I have noticed the recent Windows Update has problems being installed into the system.
It seems to go to about 15% and then says Failure Configuring Windows Updates.
Has anyone else been having this problem?


----------



## darkflame4 (Sep 7, 2012)

I've had that happen to me in an earlier update, but not this update. It usually goes away when it fully downloads all the updates. Have you checked to see what it is updating?


----------



## Shockey Rai (Sep 19, 2012)

Here's the update history. A few did installed but not many.
All those Failed's you see are reattempts to see if would install those times.


----------



## Arshes Nei (Sep 19, 2012)

Have you tried the following?

Unchecking and just allowing a 1 by 1 update?
Manually updating the updates? (Downloading them from MS)

Used the repair tool?
http://support.microsoft.com/mats/windows_update


----------



## toastedtruth (Sep 24, 2012)

Okay try this: 

1. Do Windows Key + R and type "services.msc"
2. Find the "Windows Update" service and stop it by right clicking into the context menu > Stop. 
3. In Explorer, browse to: "C:\Windows"
4. Inside there should be a folder called "SoftwareDistribution". This is the entire directory for Windows Update. 
5. Delete it. Don't panic, it'll regenerate itself. 
6. Reboot your computer. 

Hope this works


----------



## Elim Garak (Sep 24, 2012)

Run sfc /scannow in an elevated command prompt.


----------



## zachhart12 (Sep 24, 2012)

Elim Garak said:


> Run sfc /scannow in an elevated command prompt.



I never knew elevated cmd existed...o.o!


----------



## Arshes Nei (Sep 24, 2012)

zachhart12 said:


> I never knew elevated cmd existed...o.o!
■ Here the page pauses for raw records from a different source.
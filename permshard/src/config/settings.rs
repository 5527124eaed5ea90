//! Settings structs for all configuration sections.
//!
//! Each struct represents one `[section]` of the INI config file.
//! These are pure data types with no parsing or serialization logic.

use std::path::PathBuf;

use crate::partition::NamingScheme;

/// Complete application configuration loaded from config.ini.
#[derive(Debug, Clone, PartialEq, Eq)]
pub struct ConfigFile {
    /// Output locations and naming
    pub output: OutputSettings,
    /// Worker pool sizing
    pub workers: WorkerSettings,
    /// Logging settings
    pub logging: LoggingSettings,
}

/// Output configuration.
#[derive(Debug, Clone, PartialEq, Eq)]
pub struct OutputSettings {
    /// Directory for per-task files
    pub directory: PathBuf,
    /// Combined output file
    pub combined_file: PathBuf,
    /// Per-task file naming scheme
    pub naming: NamingScheme,
}

/// Worker pool configuration.
#[derive(Debug, Clone, PartialEq, Eq)]
pub struct WorkerSettings {
    /// Maximum worker threads, 0 for one per CPU
    pub max_workers: usize,
}

/// Logging configuration.
#[derive(Debug, Clone, PartialEq, Eq)]
pub struct LoggingSettings {
    /// Log file path
    pub file: PathBuf,
}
AKA "Run as Administrator"


----------



## zachhart12 (Sep 24, 2012)

Arshes Nei said:


> AKA "Run as Administrator"



>> well I knew about that


----------



## Elim Garak (Sep 24, 2012)

zachhart12 said:


> >> well I knew about that


That's elevated permissions.
So you knew.


----------



## zachhart12 (Sep 24, 2012)

Elim Garak said:


> That's elevated permissions.
> So you knew.



*derps*


----------